What types of vessels were found during the archaeological excavations that formed the basis of the BMM exhibition? What is their provenance and what information do they bring us?
“During the project, we noticed that most of the vessels, the ceramic objects discovered, are mainly kitchenware, cooking vessels, serving vessels. Kitchenware is, obviously, quite uniform, it is similar in many ways. But there are some extremely interesting differences, we say, regarding serving ceramics. For example, we have pitchers that are very similar to those used in the Ottoman Empire. We have beer mugs that are very similar to those used in the Germanic space. We have mineral water vessels and other small objects that come as imports and as a result of trade relations between the Romanian Countries and the great commercial powers of the time.”
Alina Streinu also talks to us about the digital component of the exhibition at the Suțu Palace, namely the website mmb.cimec.ro, the digital catalog of archaeological research related to ceramics discovered in the capital. The archaeological research conducted by the BMM began in the 1950s and continues to this day, bringing to light objects that complete the written history of the city of Bucharest. Alina Streinu:
“The project and the exhibition are also linked to the launch of a website at mmb.cimec.ro, where the results of this project are presented. There are images of 300 ceramic objects from the heritage of the Bucharest Municipality Museum, of which 150 were 3D scanned by colleagues from the National Institute of Heritage, and we also have images from the archive of the Bucharest Municipality Museum posted online on this site with archaeological research from the 50s, 60s, 70s from these urban archaeological landmarks in Bucharest.”

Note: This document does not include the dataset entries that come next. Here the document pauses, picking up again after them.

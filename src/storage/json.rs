//! JSON 文件存储
//!
//! 文件格式:
//! ```json
//! { "schema_version": 1, "words": [ { "term": "...", ... } ] }
//! ```
//! 读取时兼容旧版无版本的裸数组，以及旧字段名 (`word`, `srLevel`, `nextReviewDate` 等)。

use std::fs;
use std::io::ErrorKind;
use std::path::{Path, PathBuf};

use serde::{Deserialize, Serialize};
use serde_json::Value;
use tracing::{debug, warn};

use crate::models::WordEntry;
use crate::storage::record::{format_timestamp, RawWordRecord};
use crate::storage::{StorageError, StorageResult, VocabularyStore};

/// 当前 JSON 文件格式版本
pub const JSON_SCHEMA_VERSION: u32 = 1;

// ============================================================
// 文件格式
// ============================================================

#[derive(Debug, Deserialize)]
#[serde(untagged)]
enum VocabularyFile {
    Versioned { schema_version: u32, words: Vec<Value> },
    Legacy(Vec<Value>),
}

#[derive(Debug, Serialize)]
struct VersionedFileOut<'a> {
    schema_version: u32,
    words: Vec<PersistedWord<'a>>,
}

#[derive(Debug, Serialize)]
struct PersistedWord<'a> {
    term: &'a str,
    definition: &'a str,
    example: &'a str,
    correct_attempts: u32,
    total_attempts: u32,
    last_reviewed_at: Option<String>,
    repetition_level: usize,
    next_due_at: Option<String>,
}

impl<'a> From<&'a WordEntry> for PersistedWord<'a> {
    fn from(entry: &'a WordEntry) -> Self {
        Self {
            term: &entry.term,
            definition: &entry.definition,
            example: &entry.example,
            correct_attempts: entry.correct_attempts,
            total_attempts: entry.total_attempts,
            last_reviewed_at: entry.last_reviewed_at.map(format_timestamp),
            repetition_level: entry.repetition_level,
            next_due_at: entry.next_due_at.map(format_timestamp),
        }
    }
}

/// 单条记录的宽松形式：任何字段都可能类型不符、为 null 或缺失
#[derive(Debug, Default, Deserialize)]
struct StoredWordRecord {
    #[serde(default, alias = "word")]
    term: Value,
    #[serde(default)]
    definition: Value,
    #[serde(default)]
    example: Value,
    #[serde(default, alias = "correctAttempts")]
    correct_attempts: Value,
    #[serde(default, alias = "totalAttempts")]
    total_attempts: Value,
    #[serde(default, alias = "lastReviewed")]
    last_reviewed_at: Value,
    #[serde(default, alias = "srLevel")]
    repetition_level: Value,
    #[serde(default, alias = "nextReviewDate")]
    next_due_at: Value,
}

fn value_as_i64(value: &Value) -> Option<i64> {
    match value {
        Value::Number(n) => n
            .as_i64()
            .or_else(|| n.as_f64().filter(|f| f.fract() == 0.0).map(|f| f as i64)),
        Value::String(s) => s.trim().parse().ok(),
        _ => None,
    }
}

fn value_as_string(value: &Value) -> Option<String> {
    match value {
        Value::String(s) => Some(s.clone()),
        _ => None,
    }
}

/// 文本字段：数字也按文本保留，null 与其他类型视为空
fn value_as_text(value: &Value) -> String {
    match value {
        Value::String(s) => s.clone(),
        Value::Number(n) => n.to_string(),
        _ => String::new(),
    }
}

impl From<StoredWordRecord> for RawWordRecord {
    fn from(stored: StoredWordRecord) -> Self {
        Self {
            term: value_as_text(&stored.term),
            definition: value_as_text(&stored.definition),
            example: value_as_string(&stored.example).unwrap_or_default(),
            correct_attempts: value_as_i64(&stored.correct_attempts),
            total_attempts: value_as_i64(&stored.total_attempts),
            last_reviewed_at: value_as_string(&stored.last_reviewed_at),
            repetition_level: value_as_i64(&stored.repetition_level),
            next_due_at: value_as_string(&stored.next_due_at),
        }
    }
}

// ============================================================
// JsonFileStore
// ============================================================

/// JSON 文件存储
#[derive(Debug, Clone)]
pub struct JsonFileStore {
    path: PathBuf,
}

impl JsonFileStore {
    pub fn new<P: AsRef<Path>>(path: P) -> Self {
        Self {
            path: path.as_ref().to_path_buf(),
        }
    }

    pub fn path(&self) -> &Path {
        &self.path
    }

    /// 解析文件内容
    pub fn decode(contents: &str) -> StorageResult<Vec<WordEntry>> {
        if contents.trim().is_empty() {
            return Ok(Vec::new());
        }

        let words = match serde_json::from_str::<VocabularyFile>(contents)? {
            VocabularyFile::Versioned {
                schema_version,
                words,
            } => {
                if schema_version > JSON_SCHEMA_VERSION {
                    return Err(StorageError::UnsupportedSchema(schema_version));
                }
                words
            }
            VocabularyFile::Legacy(words) => {
                debug!(count = words.len(), "reading legacy unversioned vocabulary file");
                words
            }
        };

        let entries = words
            .into_iter()
            .filter_map(|value| match serde_json::from_value::<StoredWordRecord>(value) {
                Ok(stored) => RawWordRecord::from(stored).into_entry(),
                Err(err) => {
                    warn!(error = %err, "skipping malformed vocabulary record");
                    None
                }
            })
            .collect();

        Ok(entries)
    }

    /// 序列化为当前版本格式
    pub fn encode(entries: &[WordEntry]) -> StorageResult<String> {
        let file = VersionedFileOut {
            schema_version: JSON_SCHEMA_VERSION,
            words: entries.iter().map(PersistedWord::from).collect(),
        };
        Ok(serde_json::to_string_pretty(&file)?)
    }
}

impl VocabularyStore for JsonFileStore {
    fn load(&self) -> StorageResult<Vec<WordEntry>> {
        match fs::read_to_string(&self.path) {
            Ok(contents) => Self::decode(&contents),
            Err(err) if err.kind() == ErrorKind::NotFound => Ok(Vec::new()),
            Err(err) => Err(err.into()),
        }
    }

    /// 先写临时文件再重命名，避免写到一半的文件覆盖旧数据
    fn save(&self, entries: &[WordEntry]) -> StorageResult<()> {
        let contents = Self::encode(entries)?;
        let mut tmp = self.path.clone().into_os_string();
        tmp.push(".tmp");
        let tmp = PathBuf::from(tmp);

        fs::write(&tmp, contents)?;
        fs::rename(&tmp, &self.path)?;
        debug!(path = %self.path.display(), count = entries.len(), "vocabulary saved");
        Ok(())
    }
}

#[cfg(test)]
mod tests {
    use super::*;
    use chrono::{TimeZone, Utc};

    fn sample_entries() -> Vec<WordEntry> {
        let now = Utc.with_ymd_and_hms(2026, 10, 18, 9, 0, 0).unwrap();
        let mut reviewed = WordEntry::new("serene", "calm", "A serene lake.", now);
        reviewed.correct_attempts = 1;
        reviewed.total_attempts = 2;
        reviewed.last_reviewed_at = Some(now);
        reviewed.repetition_level = 1;
        reviewed.next_due_at = Some(now + chrono::Duration::days(1));

        vec![WordEntry::new("ephemeral", "short-lived", "", now), reviewed]
    }

    #[test]
    fn test_missing_file_loads_empty() {
        let dir = tempfile::tempdir().unwrap();
        let store = JsonFileStore::new(dir.path().join("missing.json"));
        assert!(store.load().unwrap().is_empty());
    }

    #[test]
    fn test_save_and_load_round_trip() {
        let dir = tempfile::tempdir().unwrap();
        let store = JsonFileStore::new(dir.path().join("vocabulary.json"));
        let entries = sample_entries();

        store.save(&entries).unwrap();
        assert_eq!(store.load().unwrap(), entries);

        let raw = fs::read_to_string(store.path()).unwrap();
        assert!(raw.contains("\"schema_version\": 1"));
    }

    #[test]
    fn test_legacy_array_is_read_and_repaired_later() {
        let legacy = r#"[
            {"word": "ephemeral", "definition": "short-lived", "example": "",
             "correctAttempts": 1, "totalAttempts": 1, "lastReviewed": "2026-10-17T08:00:00.000Z",
             "srLevel": 1, "nextReviewDate": "2026-10-18T08:00:00.000Z"},
            {"word": "serene", "definition": "calm", "correctAttempts": 0, "totalAttempts": 0,
             "lastReviewed": null},
            {"word": "garbled", "definition": "mixed up", "srLevel": "two",
             "nextReviewDate": "Invalid Date"}
        ]"#;

        let entries = JsonFileStore::decode(legacy).unwrap();

        assert_eq!(entries.len(), 3);
        assert_eq!(entries[0].repetition_level, 1);
        assert!(!entries[0].needs_repair());
        assert!(entries[1].needs_repair());
        assert!(entries[2].needs_repair());
    }

    #[test]
    fn test_null_or_mistyped_text_fields_are_kept() {
        let legacy = r#"[
            {"word": "kept", "definition": null, "srLevel": 2,
             "nextReviewDate": "2026-10-18T08:00:00.000Z"},
            {"word": 1984, "definition": ["not", "text"]},
            {"word": null, "definition": "no term"}
        ]"#;

        let entries = JsonFileStore::decode(legacy).unwrap();

        assert_eq!(entries.len(), 2);
        assert_eq!(entries[0].term, "kept");
        assert_eq!(entries[0].definition, "");
        assert_eq!(entries[0].repetition_level, 2);
        assert_eq!(entries[1].term, "1984");
        assert_eq!(entries[1].definition, "");
    }

    #[test]
    fn test_future_schema_is_rejected() {
        let result = JsonFileStore::decode(r#"{"schema_version": 99, "words": []}"#);
        assert!(matches!(result, Err(StorageError::UnsupportedSchema(99))));
    }

    #[test]
    fn test_malformed_record_is_skipped() {
        let entries =
            JsonFileStore::decode(r#"{"schema_version": 1, "words": [42, {"term": "ok", "definition": "fine"}]}"#)
                .unwrap();
        assert_eq!(entries.len(), 1);
        assert_eq!(entries[0].term, "ok");
    }

    #[test]
    fn test_corrupt_file_is_an_error() {
        assert!(matches!(
            JsonFileStore::decode("{not json"),
            Err(StorageError::Serialization(_))
        ));
    }
}
//! 间隔复习核心
//!
//! 数据流: 词库 → [`select_due`] → [`ReviewSession`] → 用户评判 → [`record_outcome`] → 词库

pub mod due;
pub mod intervals;
pub mod outcome;
pub mod session;

pub use due::{is_due, select_due, DueSet};
pub use intervals::{interval_days, next_due_after, INTERVAL_DAYS, MAX_LEVEL};
pub use outcome::{record_outcome, ReviewOutcome};
pub use session::{CardFace, ReviewSession, SessionState};
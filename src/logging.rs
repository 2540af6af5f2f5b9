use std::path::Path;

use tracing_appender::non_blocking::WorkerGuard;
use tracing_appender::rolling::{RollingFileAppender, Rotation};
use tracing_subscriber::{fmt, layer::SubscriberExt, util::SubscriberInitExt, EnvFilter};

use crate::config::Config;

const LOG_FILE_NAME: &str = "danci-review.log";

/// 持有文件日志的后台写线程；drop 时刷新缓冲
pub struct FileLogGuard {
    _guard: WorkerGuard,
}

/// 初始化 tracing
///
/// 终端输出走 stderr，避免与复习界面混在一起；`config.log_dir` 存在时额外按天滚动写文件。
pub fn init_tracing(config: &Config) -> Option<FileLogGuard> {
    let env_filter =
        EnvFilter::try_new(&config.log_level).unwrap_or_else(|_| EnvFilter::new("info"));
    let stderr_layer = fmt::layer().with_writer(std::io::stderr).with_target(true);

    let (file_layer, guard) = match config.log_dir.as_deref().and_then(file_writer) {
        Some((writer, guard)) => {
            let layer = fmt::layer()
                .with_writer(writer)
                .with_ansi(false)
                .with_target(true);
            (Some(layer), Some(FileLogGuard { _guard: guard }))
        }
        None => (None, None),
    };

    tracing_subscriber::registry()
        .with(env_filter)
        .with(stderr_layer)
        .with(file_layer)
        .init();

    guard
}

fn file_writer(log_dir: &Path) -> Option<(tracing_appender::non_blocking::NonBlocking, WorkerGuard)> {
    if let Err(err) = std::fs::create_dir_all(log_dir) {
        eprintln!("failed to create log directory {}: {err}", log_dir.display());
        return None;
    }
    let appender = RollingFileAppender::new(Rotation::DAILY, log_dir, LOG_FILE_NAME);
    Some(tracing_appender::non_blocking(appender))
}
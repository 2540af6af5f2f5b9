use std::io::{self, BufRead, Write};
use std::path::PathBuf;

use anyhow::Context;
use clap::{Parser, Subcommand};
use danci_review::{
    check_sentence, logging, storage, CardFace, Config, ReviewError, ReviewSession, SessionStart,
    SystemClock, Vocabulary, VocabularyStore, WordDraft,
};

type App = Vocabulary<Box<dyn VocabularyStore>, SystemClock>;

#[derive(Parser)]
#[command(name = "danci-review", version, about = "生词本间隔复习")]
struct Cli {
    /// 数据文件路径（.json 使用 JSON 文件存储，其余使用 SQLite）
    #[arg(long, global = true)]
    data: Option<PathBuf>,

    #[command(subcommand)]
    command: Command,
}

#[derive(Subcommand)]
enum Command {
    /// 录入新单词
    Add {
        term: String,
        definition: String,
        #[arg(long, default_value = "")]
        example: String,
    },
    /// 编辑已有单词
    Edit {
        original: String,
        #[arg(long)]
        term: Option<String>,
        #[arg(long)]
        definition: Option<String>,
        #[arg(long)]
        example: Option<String>,
    },
    /// 删除单词
    Remove { term: String },
    /// 按字母顺序列出全部单词
    List,
    /// 词库统计
    Stats,
    /// 开始今日复习
    Review,
    /// 造句练习
    Practice,
}

fn main() -> anyhow::Result<()> {
    dotenvy::dotenv().ok();

    let cli = Cli::parse();
    let mut config = Config::from_env();
    if let Some(path) = cli.data {
        config = config.with_data_path(path);
    }

    let _log_guard = logging::init_tracing(&config);
    tracing::info!(
        path = %config.data_path.display(),
        store = ?config.store,
        offset = %config.day_offset,
        "starting danci-review"
    );

    let store = storage::open_store(config.store, &config.data_path)
        .with_context(|| format!("无法打开词库: {}", config.data_path.display()))?;
    let mut vocab = Vocabulary::open(store, SystemClock)?.with_day_offset(config.day_offset);
    if let Some(seed) = config.shuffle_seed {
        vocab = vocab.with_seed(seed);
    }

    match cli.command {
        Command::Add {
            term,
            definition,
            example,
        } => {
            let entry = vocab.add_word(WordDraft::new(term, definition, example))?;
            println!("已添加: {}", entry.term);
        }
        Command::Edit {
            original,
            term,
            definition,
            example,
        } => {
            let current = vocab
                .get(&original)
                .cloned()
                .ok_or_else(|| ReviewError::Lookup(original.clone()))?;
            let draft = WordDraft::new(
                term.unwrap_or(current.term),
                definition.unwrap_or(current.definition),
                example.unwrap_or(current.example),
            );
            let entry = vocab.edit_word(&original, draft)?;
            println!("已更新: {}", entry.term);
        }
        Command::Remove { term } => {
            let removed = vocab.remove_word(&term)?;
            println!("已删除: {}", removed.term);
        }
        Command::List => list(&vocab),
        Command::Stats => {
            let stats = vocab.stats();
            println!("单词总数: {}", stats.total_words);
            println!("今日待复习: {}", stats.due_today);
            println!("已掌握: {}", stats.mastered_words);
            println!(
                "正确率: {:.0}% ({}/{})",
                stats.accuracy_percent, stats.correct_attempts, stats.total_attempts
            );
        }
        Command::Review => review(&mut vocab)?,
        Command::Practice => practice(&mut vocab)?,
    }

    Ok(())
}

fn list(vocab: &App) {
    let entries = vocab.sorted_entries();
    if entries.is_empty() {
        println!("词库为空");
        return;
    }

    for entry in entries {
        let due = entry
            .next_due_at
            .map(|at| at.with_timezone(&vocab.day_offset()).format("%Y-%m-%d").to_string())
            .unwrap_or_else(|| "-".to_string());
        println!(
            "{:<20} Lv{} 下次 {} 正确率 {:.0}% ({}/{})  {}",
            entry.term,
            entry.repetition_level,
            due,
            entry.accuracy_percent(),
            entry.correct_attempts,
            entry.total_attempts,
            entry.definition
        );
    }
}

// ============================================================
// 交互
// ============================================================

fn prompt(lines: &mut impl Iterator<Item = io::Result<String>>, message: &str) -> anyhow::Result<Option<String>> {
    print!("{message}");
    io::stdout().flush()?;
    match lines.next() {
        Some(line) => Ok(Some(line?.trim().to_string())),
        None => Ok(None),
    }
}

fn confirm(lines: &mut impl Iterator<Item = io::Result<String>>, message: &str) -> anyhow::Result<bool> {
    Ok(prompt(lines, message)?
        .map(|answer| answer.eq_ignore_ascii_case("y"))
        .unwrap_or(false))
}

fn review(vocab: &mut App) -> anyhow::Result<()> {
    let stdin = io::stdin();
    let mut lines = stdin.lock().lines();

    loop {
        let mut session = match vocab.start_session()? {
            SessionStart::Ready(session) => session,
            SessionStart::EmptyVocabulary => {
                println!("词库为空，请先添加单词");
                return Ok(());
            }
            SessionStart::NothingDue { total_words } => {
                let question = format!("今天没有需要复习的单词。要复习全部 {total_words} 个单词吗? [y/N] ");
                if !confirm(&mut lines, &question)? {
                    return Ok(());
                }
                match vocab.start_full_review()? {
                    SessionStart::Ready(session) => session,
                    _ => return Ok(()),
                }
            }
        };

        if !run_session(vocab, &mut session, &mut lines)? {
            return Ok(());
        }

        println!("本轮复习完成");
        if !confirm(&mut lines, "再来一轮? [y/N] ")? {
            return Ok(());
        }
    }
}

/// 返回 false 表示用户中途退出
fn run_session(
    vocab: &mut App,
    session: &mut ReviewSession,
    lines: &mut impl Iterator<Item = io::Result<String>>,
) -> anyhow::Result<bool> {
    while !session.is_exhausted() {
        let Some(entry) = vocab.current_card(session).cloned() else {
            session.advance();
            continue;
        };

        println!();
        println!("[{}/{}] {}", session.position() + 1, session.len(), entry.term);
        match prompt(lines, "回车查看释义，q 退出: ")?.as_deref() {
            None | Some("q") => return Ok(false),
            _ => {}
        }

        if session.flip() == CardFace::Answer {
            println!("释义: {}", entry.definition);
            if let Some(example) = entry.display_example() {
                println!("例句: {example}");
            }
        }

        loop {
            let answer = match prompt(lines, "记住了吗? [y/n/q] ")? {
                Some(answer) => answer,
                None => return Ok(false),
            };
            let passed = match answer.to_lowercase().as_str() {
                "y" => true,
                "n" => false,
                "q" => return Ok(false),
                _ => continue,
            };

            match vocab.judge(session, passed) {
                Ok(outcome) => {
                    println!("等级 {} -> {}", outcome.previous_level, outcome.new_level);
                }
                Err(ReviewError::Storage(err)) => {
                    eprintln!("保存失败，本次结果仅保留在内存中: {err}");
                }
                Err(err) => eprintln!("{err}"),
            }
            break;
        }

        session.advance();
    }

    Ok(true)
}

fn practice(vocab: &mut App) -> anyhow::Result<()> {
    let Some(word) = vocab.practice_word().map(|entry| entry.term.clone()) else {
        println!("词库为空，请先添加单词");
        return Ok(());
    };

    let stdin = io::stdin();
    let mut lines = stdin.lock().lines();
    let Some(sentence) = prompt(&mut lines, &format!("用 \"{word}\" 造一个句子: "))? else {
        return Ok(());
    };

    let feedback = check_sentence(&sentence, &word);
    if feedback.passed {
        println!("很好!");
    } else {
        for issue in &feedback.issues {
            println!("- {issue}");
        }
    }
    Ok(())
}
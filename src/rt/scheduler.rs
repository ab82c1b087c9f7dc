#![allow(deprecated)]

use crate::rt::Execution;

use generator::{self, Generator, Gn};
use scoped_tls::scoped_thread_local;
use std::cell::RefCell;
use std::collections::VecDeque;

pub(crate) struct Scheduler {
    /// Coroutine stack size for actors that do not set their own
    stack_size: usize,
}

type Actor = Generator<'static, Option<Box<dyn FnOnce()>>, ()>;

scoped_thread_local! {
    static STATE: RefCell<State<'_>>
}

struct QueuedSpawn {
    f: Box<dyn FnOnce()>,
    stack_size: Option<usize>,
}

struct State<'a> {
    execution: &'a mut Execution,
    queued_spawn: &'a mut VecDeque<QueuedSpawn>,
}

impl Scheduler {
    /// Create a scheduler
    pub(crate) fn new(stack_size: usize) -> Scheduler {
        Scheduler { stack_size }
    }

    /// Access the execution, if called from within a running simulation.
    pub(crate) fn try_with_execution<F, R>(f: F) -> Option<R>
    where
        F: FnOnce(&mut Execution) -> R,
    {
        if !STATE.is_set() {
            return None;
        }

        Some(STATE.with(|state| f(&mut *state.borrow_mut().execution)))
    }

    /// Perform a context switch
    pub(crate) fn switch() {
        use std::future::Future;
        use std::pin::Pin;
        use std::ptr;
        use std::task::{Context, RawWaker, RawWakerVTable, Waker};

        unsafe fn noop_clone(_: *const ()) -> RawWaker {
            unreachable!()
        }
        unsafe fn noop(_: *const ()) {}

        // Wrapping with an async block deals with the thread-local context
        // `std` uses to manage async blocks
        let mut switch = async { generator::yield_with(()) };
        let switch = unsafe { Pin::new_unchecked(&mut switch) };

        let raw_waker = RawWaker::new(
            ptr::null(),
            &RawWakerVTable::new(noop_clone, noop, noop, noop),
        );
        let waker = unsafe { Waker::from_raw(raw_waker) };
        let mut cx = Context::from_waker(&waker);

        assert!(switch.poll(&mut cx).is_ready());
    }

    /// Queue an actor body. It is turned into a coroutine once the spawning
    /// actor hands control back to the run loop.
    pub(crate) fn spawn(stack_size: Option<usize>, f: Box<dyn FnOnce()>) {
        STATE.with(|state| {
            state
                .borrow_mut()
                .queued_spawn
                .push_back(QueuedSpawn { stack_size, f })
        });
    }

    /// Drive `execution` until no actor is active.
    pub(crate) fn run<F>(&mut self, execution: &mut Execution, f: F)
    where
        F: FnOnce() + 'static,
    {
        let mut actors = Vec::new();
        actors.push(spawn_actor(Box::new(f), self.stack_size));
        actors[0].resume();

        loop {
            if !execution.actors.is_active() {
                return;
            }

            let active = execution.actors.active_id();

            let mut queued_spawn = Self::tick(&mut actors[active.as_usize()], execution);

            while let Some(spawn) = queued_spawn.pop_front() {
                let QueuedSpawn { f, stack_size } = spawn;
                let actor_id = actors.len();

                actors.push(spawn_actor(f, stack_size.unwrap_or(self.stack_size)));
                actors[actor_id].resume();
            }
        }
    }

    fn tick(actor: &mut Actor, execution: &mut Execution) -> VecDeque<QueuedSpawn> {
        let mut queued_spawn = VecDeque::new();
        let state = RefCell::new(State {
            execution,
            queued_spawn: &mut queued_spawn,
        });

        STATE.set(unsafe { transmute_lt(&state) }, || {
            actor.resume();
        });
        queued_spawn
    }
}

fn spawn_actor(f: Box<dyn FnOnce()>, stack_size: usize) -> Actor {
    let body = move || loop {
        let f: Option<Box<dyn FnOnce()>> = generator::yield_(()).unwrap();
        generator::yield_with(());
        f.unwrap()();
    };
    let mut g = Gn::new_opt(stack_size, body);
    g.resume();
    g.set_para(Some(f));
    g
}

unsafe fn transmute_lt<'a, 'b>(state: &'a RefCell<State<'b>>) -> &'a RefCell<State<'static>> {
    ::std::mem::transmute(state)
}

About the intention behind the exhibition “Digital Archaeology” at BMM, curator Alina Streinu also tells us:
“One of the driving ideas of this project and the exhibition was to attract a new audience, which is why we also used these new techniques for valorizing heritage, such as 3D technology for promoting heritage. Using these new techniques that we find absolutely relevant and important for the correct and coherent documentation of heritage objects, by approaching these new areas, we can also attract a younger audience. At the end of the project, we even had a workshop at the School of History, in which we presented all the materials that were part of this project, of the exhibition project, but the younger colleagues, the students, were extremely interested in this 3D part. How the 3D models were made and the whole back-end processing process. So there is a real interest from young specialists who we hope will remain in the field and with whom we will collaborate in the future for the evolution and development of these new techniques for documenting and promoting heritage.”
At the end of our discussion, Alina Streinu reviewed the archaeological sites of the capital from which the objects of the BMM exhibition come:
“Most of the vessels digitized and exhibited online and within the exhibition, which can still be visited at the Suțu Palace, come from research carried out in the perimeter of the streets of the current Old Center, the historical center of Bucharest, research coordinated largely by archaeologists from the Bucharest Municipality Museum, but also other research in areas such as Cotroceni Palace, Radu-Vodă Hill, and the Church of Saint Nicholas Udricani. The last excavation being among the most recent.”